The World’s Greatest Asset

We talked last season about the Dallas Cowboys, Manchester United, and irreplaceable assets. In doing so, I compared Jerry Jones to Warren Buffet because Jerry’s returns from owning a football team have been competitive with Warren’s at Berkshire Hathaway. Moreover, the Dallas Cowboys over the last few decades have been a fun and competitive team to watch as much as that pains me to admit and by any measure, owning that has to be way more fun than owning reinsurance. 

Now we have the example of Daniel Snyder, who ran the Washington Commanders nee Redskins into the ground over his 24 years of football ownership with the team being neither fun nor competitive over that span (that one RG3 playoff year being the exception). 

And yet!

Snyder bought the Commanders nee Redskins for $800M in 1999. He sold the team for a little more than $6B in 2023. That’s good for an 8.8% annualized return, which while not quite as good as what Jerry and Warren are putting up, compares favorably to the 4.8% the S&P 500 returned over the same period. 

This raises so many interesting questions!

Since Snyder nearly doubled the market return, did he do a good job?

If he didn’t do a good job (which he didn’t), why did he earn such a good return?

I think the answer is that even if you pay up for a high quality asset and run it poorly, you can still do quite well because to some extent return streams are embedded in the very essence of an asset. And if that’s true, then be well aware that even if you pay very little for a low quality asset and run it well, it might still go to zero.

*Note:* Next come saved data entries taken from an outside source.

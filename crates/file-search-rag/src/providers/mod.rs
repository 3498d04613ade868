//! Provider abstractions for grounded generation and file search provisioning
//!
//! Trait-based so the dispatcher and provisioner run against in-memory fakes
//! in tests and against the Gemini API in production.

pub mod file_search;
pub mod gemini;
pub mod llm;

pub use file_search::FileSearchBackend;
pub use gemini::GeminiClient;
pub use llm::LlmProvider;
//! In-memory providers for unit tests

use async_trait::async_trait;
use parking_lot::Mutex;
use std::collections::HashMap;
use std::path::Path;

use crate::error::{Error, Result};
use crate::providers::{FileSearchBackend, LlmProvider};
use crate::types::{FileSearchStore, Operation, OperationStatus, RemoteFile};

/// LLM that returns a canned answer or a canned failure
pub struct FakeLlm {
    answer: std::result::Result<String, String>,
    pub calls: Mutex<Vec<(String, Vec<Option<String>>)>>,
}

impl FakeLlm {
    pub fn answering(answer: &str) -> Self {
        Self {
            answer: Ok(answer.to_string()),
            calls: Mutex::new(Vec::new()),
        }
    }

    pub fn failing(message: &str) -> Self {
        Self {
            answer: Err(message.to_string()),
            calls: Mutex::new(Vec::new()),
        }
    }

    pub fn call_count(&self) -> usize {
        self.calls.lock().len()
    }
}

#[async_trait]
impl LlmProvider for FakeLlm {
    async fn generate_grounded(
        &self,
        _system_instruction: &str,
        prompt: &str,
        store_names: &[Option<String>],
    ) -> Result<String> {
        self.calls
            .lock()
            .push((prompt.to_string(), store_names.to_vec()));
        self.answer.clone().map_err(Error::llm)
    }

    fn name(&self) -> &str {
        "fake"
    }

    fn model(&self) -> &str {
        "fake-model"
    }
}

/// File search backend holding files and stores in memory
#[derive(Default)]
pub struct FakeBackend {
    pub files: Mutex<Vec<RemoteFile>>,
    pub stores: Mutex<Vec<FileSearchStore>>,
    pub uploads: Mutex<Vec<String>>,
    pub creates: Mutex<Vec<String>>,
    pub imports: Mutex<Vec<(String, String)>>,
    /// Polls per operation, by name
    pub polls: Mutex<HashMap<String, usize>>,
    /// Polls answered "not done" before an operation completes
    pub pending_polls: usize,
    /// Error message attached to completed operations
    pub import_error: Option<String>,
    /// Fail every call to `list_files`
    pub fail_list: bool,
    /// Fail every call to `upload_file`
    pub fail_upload: bool,
    /// Fail every call to `create_store`
    pub fail_create: bool,
    /// Fail every call to `import_file`
    pub fail_import: bool,
}

impl FakeBackend {
    pub fn with_pending_polls(pending_polls: usize) -> Self {
        Self {
            pending_polls,
            ..Default::default()
        }
    }

    pub fn add_file(&self, name: &str, sha256_hash: Option<&str>) {
        self.files.lock().push(RemoteFile {
            name: name.to_string(),
            sha256_hash: sha256_hash.map(str::to_string),
            ..Default::default()
        });
    }

    pub fn add_store(&self, name: &str, display_name: &str) {
        self.stores.lock().push(FileSearchStore {
            name: name.to_string(),
            display_name: Some(display_name.to_string()),
            ..Default::default()
        });
    }
}

#[async_trait]
impl FileSearchBackend for FakeBackend {
    async fn list_files(&self) -> Result<Vec<RemoteFile>> {
        if self.fail_list {
            return Err(Error::provider(500, "backend unavailable"));
        }
        Ok(self.files.lock().clone())
    }

    async fn upload_file(&self, path: &Path, name: &str) -> Result<RemoteFile> {
        if self.fail_upload {
            return Err(Error::provider(413, "file too large"));
        }
        let file = RemoteFile {
            name: format!("files/{}", name),
            display_name: path.file_name().map(|n| n.to_string_lossy().to_string()),
            ..Default::default()
        };
        self.uploads.lock().push(name.to_string());
        self.files.lock().push(file.clone());
        Ok(file)
    }

    async fn list_stores(&self) -> Result<Vec<FileSearchStore>> {
        Ok(self.stores.lock().clone())
    }

    async fn create_store(&self, display_name: &str) -> Result<FileSearchStore> {
        if self.fail_create {
            return Err(Error::provider(403, "permission denied"));
        }
        let mut stores = self.stores.lock();
        let store = FileSearchStore {
            name: format!("fileSearchStores/created-{}", stores.len()),
            display_name: Some(display_name.to_string()),
            ..Default::default()
        };
        stores.push(store.clone());
        self.creates.lock().push(display_name.to_string());
        Ok(store)
    }

    async fn import_file(&self, store_name: &str, file_name: &str) -> Result<Operation> {
        if self.fail_import {
            return Err(Error::provider(400, "unsupported file"));
        }
        let mut imports = self.imports.lock();
        imports.push((store_name.to_string(), file_name.to_string()));
        Ok(Operation {
            name: format!("{}/operations/op-{}", store_name, imports.len()),
            done: false,
            error: None,
        })
    }

    async fn get_operation(&self, operation_name: &str) -> Result<Operation> {
        let mut polls = self.polls.lock();
        let count = polls.entry(operation_name.to_string()).or_insert(0);
        *count += 1;
        let done = *count > self.pending_polls;
        Ok(Operation {
            name: operation_name.to_string(),
            done,
            error: match (&self.import_error, done) {
                (Some(message), true) => Some(OperationStatus {
                    code: Some(13),
                    message: Some(message.clone()),
                }),
                _ => None,
            },
        })
    }

    fn name(&self) -> &str {
        "fake"
    }
}
//! Knowledge domains and the fixed documents that back them

use serde::{Deserialize, Serialize};
use std::fmt;
use std::path::{Path, PathBuf};

/// One of the three fixed knowledge domains
#[derive(Debug, Clone, Copy, PartialEq, Eq, Hash, Serialize, Deserialize)]
#[serde(rename_all = "lowercase")]
pub enum Domain {
    Business,
    Science,
    Story,
}

impl Domain {
    /// All domains, in registry order
    pub const ALL: [Domain; 3] = [Domain::Business, Domain::Science, Domain::Story];

    /// Registry key
    pub fn key(&self) -> &'static str {
        match self {
            Domain::Business => "business",
            Domain::Science => "science",
            Domain::Story => "story",
        }
    }

    /// Display name of the file search store for this domain
    pub fn store_display_name(&self) -> &'static str {
        match self {
            Domain::Business => "Business Store",
            Domain::Science => "Science Store",
            Domain::Story => "Story Store",
        }
    }

    /// Logical name of the uploaded document (remote name is `files/<name>`)
    pub fn document_name(&self) -> &'static str {
        match self {
            Domain::Business => "businessbook",
            Domain::Science => "sciencebook",
            Domain::Story => "storybook",
        }
    }

    /// Default local filename of the source document
    pub fn default_document_file(&self) -> &'static str {
        match self {
            Domain::Business => "businesszerotoone.pdf",
            Domain::Science => "sciencebook.pdf",
            Domain::Story => "storyharry.pdf",
        }
    }

    /// Environment variable holding the store id in static mode
    pub fn store_env_var(&self) -> &'static str {
        match self {
            Domain::Business => "BUSINESS_STORE_ID",
            Domain::Science => "SCIENCE_STORE_ID",
            Domain::Story => "STORY_STORE_ID",
        }
    }

    /// Human label used in log lines
    pub fn label(&self) -> &'static str {
        match self {
            Domain::Business => "Business Book",
            Domain::Science => "Science Book",
            Domain::Story => "Story Book",
        }
    }
}

impl fmt::Display for Domain {
    fn fmt(&self, f: &mut fmt::Formatter<'_>) -> fmt::Result {
        f.write_str(self.key())
    }
}

/// A local document that should exist remotely under a fixed name
#[derive(Debug, Clone, PartialEq, Eq)]
pub struct DocumentSpec {
    pub domain: Domain,
    /// Logical name, e.g. `businessbook`
    pub name: String,
    /// Local file path
    pub path: PathBuf,
}

impl DocumentSpec {
    /// The default document for a domain, resolved against `dir`
    pub fn for_domain(domain: Domain, dir: &Path) -> Self {
        Self {
            domain,
            name: domain.document_name().to_string(),
            path: dir.join(domain.default_document_file()),
        }
    }

    /// The three default documents, in registry order
    pub fn defaults(dir: &Path) -> Vec<Self> {
        Domain::ALL
            .iter()
            .map(|d| Self::for_domain(*d, dir))
            .collect()
    }

    /// Remote resource name, e.g. `files/businessbook`
    pub fn remote_name(&self) -> String {
        format!("files/{}", self.name)
    }
}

In other words, operating a great asset poorly is better than operating no asset at all (which is also why being fully invested beats market timing), while operating a crappy asset well still leaves you exposed to a lot of exogenous risk.

So I think the way to view Snyder is not by how much excess value he seemingly created, but rather by how much excess value he failed to create relative to what any reasonable individual might have done. If you’re into baseball statistics, this metric is called value over replacement player, or VORP, and Snyder has negative VORP.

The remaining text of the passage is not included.